Scotts also produces wild bird food under the brand names Morning Song, Country Pride, and Scotts Songbird Selections. On March 13, Scotts Miracle-Gro entered guilty pleas in US District Court in Ohio for knowingly selling birdseed that was poisoned with the pesticides Storcide II and Actellic 5E, neither of which is approved by the EPA for use in bird foods. Their use was a violation of the Federal Insecticide, Fungicide, and Rodenticide Act, or FIFRA. More importantly, their use likely sickened and killed an unknown number of songbirds and other wildlife.
The pesticides were applied to prevent the birdseed from being infested with insects during shipping and storage. However, both pesticides contain active ingredients that are labeled as being toxic to fish, birds, and wildlife. The ingredients are known to cause overstimulation to the nervous system, that in small doses can cause nausea, dizziness, and confusion, and in higher doses, paralysis and death.
The very real dangers from the use of this product can be seen in a case in San Diego, California, where a couple purchased a package of Morning Song bird food for use in their outdoor aviary. Almost 100 birds died as a result, nearly their whole flock. Also killed were "dozens of field mice" that ate the seed.
What is worst about this case is that Scotts Miracle-Gro was warned about this problem by two of its employees, one a pesticide chemist and the other an ornithologist, as early as summer of 2007. And yet the company knowingly manufactured and sold the products with the prohibited and dangerous pesticides for almost another year. The products were only pulled from the market in 2008 when the company came under investigation by the federal government for falsifying pesticide registration documents on two other products, and likely feared that the investigation would reveal the illegal pesticide use in the birdseed.

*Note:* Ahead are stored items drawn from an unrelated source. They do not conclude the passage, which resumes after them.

// src/error.rs

use axum::http::StatusCode;
use axum::response::{IntoResponse, Response};
use thiserror::Error;
use tracing::{error, warn};

/// Errors raised while building a [`crate::config::Config`].
#[derive(Debug, Error)]
pub enum ConfigError {
    /// A provided URL could not be parsed.
    #[error("Invalid URL for {field}: {reason}")]
    InvalidUrl { field: &'static str, reason: String },

    /// A configuration value is invalid.
    #[error("Invalid configuration: {0}")]
    InvalidConfiguration(String),
}

/// Errors produced while resolving a bearer credential into a verified identity.
///
/// The variants keep the internal cause distinct. Use [`VerifierError::rejection`]
/// to collapse them into what a caller is allowed to learn.
#[derive(Debug, Error)]
pub enum VerifierError {
    /// The `Authorization` header is absent, not a `Bearer` credential, or empty.
    #[error("Missing or malformed bearer credential")]
    MissingCredential,

    /// The token could not be parsed, or its header carries no `kid`.
    #[error("Malformed token: {0}")]
    MalformedToken(String),

    /// The deployment is missing something the verifier needs, e.g. the JWKS endpoint.
    #[error("Server misconfigured: {0}")]
    ServerMisconfigured(String),

    /// No key with this `kid` exists, even after a forced key set refresh.
    #[error("Key not found for kid: {0}")]
    UnknownSigningKey(String),

    /// The key set endpoint could not be reached or returned an unusable document.
    #[error("Signing key set unavailable: {0}")]
    KeySetUnavailable(#[from] reqwest::Error),

    /// Signature, expiry, or claim validation failed.
    #[error("JWT validation error: {0}")]
    InvalidCredential(#[from] jsonwebtoken::errors::Error),

    /// The token verified but does not name a subject.
    #[error("The verified token carries no subject claim")]
    InvalidPayload,
}

/// The externally visible classification of a [`VerifierError`].
#[derive(Debug, Clone, Copy, PartialEq, Eq)]
pub enum Rejection {
    MissingCredential,
    InvalidCredential,
    InvalidPayload,
    ServerMisconfigured,
}

impl VerifierError {
    /// Collapses the internal cause into the classification shown to callers.
    pub fn rejection(&self) -> Rejection {
        match self {
            VerifierError::MissingCredential => Rejection::MissingCredential,
            VerifierError::MalformedToken(_)
            | VerifierError::UnknownSigningKey(_)
            | VerifierError::KeySetUnavailable(_)
            | VerifierError::InvalidCredential(_) => Rejection::InvalidCredential,
            VerifierError::InvalidPayload => Rejection::InvalidPayload,
            VerifierError::ServerMisconfigured(_) => Rejection::ServerMisconfigured,
        }
    }
}

/// Failures talking to the completion model. These never leave the `ai` module:
/// the tutor turns each of them into a fallback value.
#[derive(Debug, Error)]
pub enum AiError {
    #[error("HTTP request error: {0}")]
    Transport(#[from] reqwest::Error),

    #[error("Completion API returned status {status}: {body}")]
    Status { status: u16, body: String },

    #[error("No API key configured for the completion service")]
    MissingApiKey,
}

/// Errors from the signed-upload flow.
#[derive(Debug, Error)]
pub enum StorageError {
    #[error("path must start with '{0}/'")]
    ForeignPath(String),

    #[error("path must not contain '.' or '..' segments")]
    PathTraversal,

    #[error("invalid bucket name '{0}'")]
    InvalidBucket(String),

    #[error("Server misconfigured: {0}")]
    NotConfigured(String),

    #[error("HTTP request error: {0}")]
    Http(#[from] reqwest::Error),

    #[error("Object storage returned status {status}: {body}")]
    Status { status: u16, body: String },

    #[error("Object storage response did not contain a signed URL")]
    MissingSignedUrl,
}

/// Error type rendered by the HTTP layer.
#[derive(Debug, Error)]
pub enum AppError {
    #[error(transparent)]
    Auth(#[from] VerifierError),

    #[error(transparent)]
    Storage(#[from] StorageError),

    #[error("{0}")]
    BadRequest(String),

    #[error("{0}")]
    Internal(#[from] anyhow::Error),
}

impl IntoResponse for AppError {
    fn into_response(self) -> Response {
        let (status, message, error_type) = match &self {
            AppError::Auth(e) => match e.rejection() {
                Rejection::MissingCredential => (
                    StatusCode::UNAUTHORIZED,
                    "Missing bearer token".to_string(),
                    "unauthorized",
                ),
                Rejection::InvalidCredential => {
                    warn!(error = %e, "Rejected bearer token");
                    (
                        StatusCode::UNAUTHORIZED,
                        "Invalid token".to_string(),
                        "unauthorized",
                    )
                }
                Rejection::InvalidPayload => (
                    StatusCode::UNAUTHORIZED,
                    "Invalid token payload".to_string(),
                    "unauthorized",
                ),
                Rejection::ServerMisconfigured => {
                    error!(error = %e, "Token verification is misconfigured");
                    (
                        StatusCode::INTERNAL_SERVER_ERROR,
                        "Server misconfigured".to_string(),
                        "server_error",
                    )
                }
            },
            AppError::Storage(e) => match e {
                StorageError::ForeignPath(_) | StorageError::PathTraversal | StorageError::InvalidBucket(_) => {
                    (StatusCode::BAD_REQUEST, e.to_string(), "bad_request")
                }
                StorageError::NotConfigured(_) => {
                    error!(error = %e, "Object storage is misconfigured");
                    (
                        StatusCode::INTERNAL_SERVER_ERROR,
                        "Server misconfigured".to_string(),
                        "server_error",
                    )
                }
                _ => {
                    error!(error = %e, "Signed upload request failed");
                    (
                        StatusCode::BAD_GATEWAY,
                        "Could not create signed upload URL".to_string(),
                        "upstream_error",
                    )
                }
            },
            AppError::BadRequest(msg) => (StatusCode::BAD_REQUEST, msg.clone(), "bad_request"),
            AppError::Internal(e) => {
                error!(error = %e, "Internal server error");
                (
                    StatusCode::INTERNAL_SERVER_ERROR,
                    "Internal server error".to_string(),
                    "server_error",
                )
            }
        };

        let body = serde_json::json!({
            "error": {
                "message": message,
                "type": error_type,
            }
        });

        (status, axum::Json(body)).into_response()
    }
}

Scotts has pleaded guilty, and is hoping to quietly reach a settlement with the court on a fine, which would include a $500,000 donation for wildlife study and preservation, so that the company can move on and be done with this matter. Whatever fine is imposed will not begin to make up for the suffering and deaths of the birds and other wildlife that ate the companies poison, or the betrayal that the company committed to the wildlife lovers who purchased the products.
I believe it is likely that I bought Scotts' bird seed during the period that the poison was included, and it absolutely sickens me to think that by doing so I might have unwittingly caused the deaths of any birds or squirrels that came to my feeders.
Regardless of whatever fine is imposed on Scotts Miracle-Gro--the higher the better--I hope that this case is well enough publicized that it will cost the company a substantial amount of business. I can promise that I will never buy one of their products as long as I live. And I hope that anyone else who reads this will do the same.